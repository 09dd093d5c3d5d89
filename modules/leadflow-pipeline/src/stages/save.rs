//! Save stage: local durable storage plus idempotent store mirroring.

use std::path::Path;

use anyhow::Result;
use async_trait::async_trait;
use tracing::{info, warn};

use leadflow_common::Report;
use leadflow_engine::Node;

use crate::deps::PipelineDeps;
use crate::state::{dedupe_by_title, RunState, StateDelta};

/// Dedupe accumulated reports by title, write them all to local storage,
/// and mirror each to the document store unless a document with that
/// title already exists in the per-lead folder.
pub struct SaveReports;

#[async_trait]
impl Node<RunState, PipelineDeps> for SaveReports {
    fn name(&self) -> &str {
        "save_reports"
    }

    async fn run(&self, state: &RunState, deps: &PipelineDeps) -> Result<Vec<StateDelta>> {
        let folder = &state.report_folder;
        if folder.is_empty() {
            return Ok(vec![]);
        }

        let reports = dedupe_by_title(&state.reports);
        info!(folder = %folder, count = reports.len(), "Saving reports");

        // Local storage is unconditional, regardless of what the store
        // already holds.
        let local = save_reports_locally(&deps.policy.reports_dir, folder, &reports);

        let mut mirrored = 0u32;
        let mut skipped_existing = 0u32;
        if deps.policy.save_to_doc_store {
            for report in &reports {
                let exists = match deps.docs.document_exists(folder, &report.title).await {
                    Ok(exists) => exists,
                    Err(e) => {
                        warn!(title = %report.title, error = %e, "Existence check failed, treating as absent");
                        false
                    }
                };
                if exists {
                    info!(title = %report.title, folder = %folder, "Document already exists, skipping");
                    skipped_existing += 1;
                    continue;
                }

                match deps
                    .docs
                    .create_document(
                        &report.content,
                        &report.title,
                        folder,
                        report.is_markdown,
                        false,
                    )
                    .await
                {
                    Ok(_) => mirrored += 1,
                    Err(e) => {
                        warn!(title = %report.title, error = %e, "Failed to mirror report to store")
                    }
                }
            }
        }

        Ok(vec![
            StateDelta::SaveOutcome {
                local,
                mirrored,
                skipped_existing,
            },
            StateDelta::FolderPersisted(folder.clone()),
        ])
    }
}

/// Write each report under `<reports_dir>/<lead folder leaf>/`. Write
/// failures are logged and skipped; the count of successful writes is
/// returned.
fn save_reports_locally(reports_dir: &Path, folder: &str, reports: &[Report]) -> u32 {
    let leaf = folder.rsplit('/').next().unwrap_or(folder);
    let dir = reports_dir.join(sanitize_file_name(leaf));
    if let Err(e) = std::fs::create_dir_all(&dir) {
        warn!(dir = %dir.display(), error = %e, "Could not create local reports directory");
        return 0;
    }

    let mut written = 0;
    for report in reports {
        let extension = if report.is_markdown { "md" } else { "txt" };
        let path = dir.join(format!("{}.{extension}", sanitize_file_name(&report.title)));
        match std::fs::write(&path, &report.content) {
            Ok(()) => written += 1,
            Err(e) => warn!(path = %path.display(), error = %e, "Could not write report locally"),
        }
    }
    written
}

fn sanitize_file_name(name: &str) -> String {
    name.chars()
        .map(|c| {
            if c.is_alphanumeric() || c == '.' || c == '-' || c == '_' || c == ' ' {
                c
            } else {
                '_'
            }
        })
        .collect()
}

#[cfg(test)]
mod tests {
    use super::*;

    #[test]
    fn file_names_are_sanitized() {
        assert_eq!(
            sanitize_file_name("Lead/Report: Acme"),
            "Lead_Report_ Acme"
        );
    }

    #[test]
    fn local_save_writes_one_file_per_report() {
        let dir = tempfile::tempdir().unwrap();
        let reports = vec![
            Report::markdown("General Lead Research Report", "a"),
            Report::plain("Personalized Email", "b"),
        ];
        let written = save_reports_locally(dir.path(), "Lead_Reports/Jane_Acme", &reports);
        assert_eq!(written, 2);
        assert!(dir
            .path()
            .join("Jane_Acme/General Lead Research Report.md")
            .exists());
        assert!(dir.path().join("Jane_Acme/Personalized Email.txt").exists());
    }
}
// Copyright 2025 Cowboy AI, LLC.

//! Canonical domain Value Objects (invariants) for the golf-course context.
//!
//! Value Objects are immutable, compared by value, and updated by
//! replacement. Each one validates its raw input exactly once, at
//! construction, and never clamps: out-of-range input is an error.
//! Composite objects carry a DTO pair for the wire boundary - `to_dto`
//! is a pure structural transform, `from_dto` re-validates.

use crate::errors::{DomainError, DomainResult};
use schemars::JsonSchema;
use serde::{Deserialize, Serialize};
use std::fmt;

/// Inclusive bounds for a custom or playing handicap index
const HANDICAP_MIN: f64 = -10.0;
const HANDICAP_MAX: f64 = 54.0;

/// Inclusive bounds for a course rating
const COURSE_RATING_MIN: f64 = 50.0;
const COURSE_RATING_MAX: f64 = 90.0;

/// Inclusive bounds for a slope rating
const SLOPE_RATING_MIN: u16 = 55;
const SLOPE_RATING_MAX: u16 = 155;

/// A handicap index, bounded to -10.0..=54.0 inclusive.
#[derive(Debug, Clone, Copy, PartialEq, Serialize, Deserialize, JsonSchema)]
#[serde(transparent)]
pub struct Handicap(f64);

impl Handicap {
    /// Create a handicap, failing when the value is not finite or is
    /// outside -10.0..=54.0
    pub fn new(value: f64) -> DomainResult<Self> {
        if !value.is_finite() {
            return Err(DomainError::ValidationError(
                "Handicap must be a finite number".to_string(),
            ));
        }
        if !(HANDICAP_MIN..=HANDICAP_MAX).contains(&value) {
            return Err(DomainError::ValidationError(format!(
                "Handicap {value} out of range {HANDICAP_MIN}..={HANDICAP_MAX}"
            )));
        }
        Ok(Self(value))
    }

    /// Get the raw value
    pub fn value(&self) -> f64 {
        self.0
    }
}

impl fmt::Display for Handicap {
    fn fmt(&self, f: &mut fmt::Formatter<'_>) -> fmt::Result {
        write!(f, "{}", self.0)
    }
}

/// A course rating, bounded to 50.0..=90.0 inclusive.
#[derive(Debug, Clone, Copy, PartialEq, Serialize, Deserialize, JsonSchema)]
#[serde(transparent)]
pub struct CourseRating(f64);
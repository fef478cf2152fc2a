// Copyright 2025 Cowboy AI, LLC.

//! Identifier types for enrollments, matches, and their server-owned references

use crate::entity::{EntityId, EnrollmentMarker, MatchMarker};
use crate::errors::{DomainError, DomainResult};
use schemars::JsonSchema;
use serde::{Deserialize, Serialize};
use std::fmt;

/// Type alias for enrollment entity IDs
///
/// Enrollments are aggregates with global identity and lifecycle.
/// This is just a convenience alias for EntityId<EnrollmentMarker>.
pub type EnrollmentId = EntityId<EnrollmentMarker>;

/// Type alias for match entity IDs
///
/// Matches are aggregates with global identity and lifecycle.
/// This is just a convenience alias for EntityId<MatchMarker>.
pub type MatchId = EntityId<MatchMarker>;

/// Competition ID - a server-owned reference key
///
/// Competitions are not entities of this core - the remote system owns
/// their identity. The key is opaque text, required to be non-empty
/// after trimming.
#[derive(Debug, Clone, PartialEq, Eq, Hash, Serialize, Deserialize, JsonSchema)]
pub struct CompetitionId(String);

impl CompetitionId {
    /// Create from text, trimming surrounding whitespace
    pub fn new(s: impl Into<String>) -> DomainResult<Self> {
        let trimmed = s.into().trim().to_string();
        if trimmed.is_empty() {
            return Err(DomainError::ValidationError(
                "Competition id must not be empty".to_string(),
            ));
        }
        Ok(Self(trimmed))
    }

    /// Get the underlying string
    pub fn as_str(&self) -> &str {
        &self.0
    }
}

impl fmt::Display for CompetitionId {
    fn fmt(&self, f: &mut fmt::Formatter<'_>) -> fmt::Result {
        write!(f, "{}", self.0)
    }
}

/// User ID - a server-owned reference key
///
/// Users are not entities of this core - the remote system owns their
/// identity. The key is opaque text, required to be non-empty after
/// trimming.
#[derive(Debug, Clone, PartialEq, Eq, Hash, Serialize, Deserialize, JsonSchema)]
pub struct UserId(String);

impl UserId {
    /// Create from text, trimming surrounding whitespace
    pub fn new(s: impl Into<String>) -> DomainResult<Self> {
        let trimmed = s.into().trim().to_string();
        if trimmed.is_empty() {
            return Err(DomainError::ValidationError(
                "User id must not be empty".to_string(),
            ));
        }
        Ok(Self(trimmed))
    }

    /// Get the underlying string
    pub fn as_str(&self) -> &str {
        &self.0
    }
}

impl fmt::Display for UserId {
    fn fmt(&self, f: &mut fmt::Formatter<'_>) -> fmt::Result {
        write!(f, "{}", self.0)
    }
}

/// Team ID - a server-owned reference key
///
/// Teams are not entities of this core. The key is opaque text,
/// required to be non-empty after trimming.
#[derive(Debug, Clone, PartialEq, Eq, Hash, Serialize, Deserialize, JsonSchema)]
pub struct TeamId(String);

impl TeamId {
    /// Create from text, trimming surrounding whitespace
    pub fn new(s: impl Into<String>) -> DomainResult<Self> {
        let trimmed = s.into().trim().to_string();
        if trimmed.is_empty() {
            return Err(DomainError::ValidationError(
                "Team id must not be empty".to_string(),
            ));
        }
        Ok(Self(trimmed))
    }

    /// Get the underlying string
    pub fn as_str(&self) -> &str {
        &self.0
    }
}

impl fmt::Display for TeamId {
    fn fmt(&self, f: &mut fmt::Formatter<'_>) -> fmt::Result {
        write!(f, "{}", self.0)
    }
}

/// Round ID - a server-owned reference key
///
/// Rounds are not entities of this core. The key is opaque text,
/// required to be non-empty after trimming.
#[derive(Debug, Clone, PartialEq, Eq, Hash, Serialize, Deserialize, JsonSchema)]
pub struct RoundId(String);

impl RoundId {
    /// Create from text, trimming surrounding whitespace
    pub fn new(s: impl Into<String>) -> DomainResult<Self> {
        let trimmed = s.into().trim().to_string();
        if trimmed.is_empty() {
            return Err(DomainError::ValidationError(
                "Round id must not be empty".to_string(),
            ));
        }
        Ok(Self(trimmed))
    }

    /// Get the underlying string
    pub fn as_str(&self) -> &str {
        &self.0
    }
}

impl fmt::Display for RoundId {
    fn fmt(&self, f: &mut fmt::Formatter<'_>) -> fmt::Result {
        write!(f, "{}", self.0)
    }
}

● ● ● ● ● ● ●

PROBLEM STATEMENT —
Output must consist only of the listing's lines from the first through the line with "the per-lead folder.", reproduced word for word.

RESPONSE AREA —
repository 09dd093d5c3d5d89
filename modules/leadflow-pipeline/src/stages/save.rs
//! Save stage: local durable storage plus idempotent store mirroring.

use std::path::Path;

use anyhow::Result;
use async_trait::async_trait;
use tracing::{info, warn};

use leadflow_common::Report;
use leadflow_engine::Node;

use crate::deps::PipelineDeps;
use crate::state::{dedupe_by_title, RunState, StateDelta};

/// Dedupe accumulated reports by title, write them all to local storage,
/// and mirror each to the document store unless a document with that
/// title already exists in the per-lead folder.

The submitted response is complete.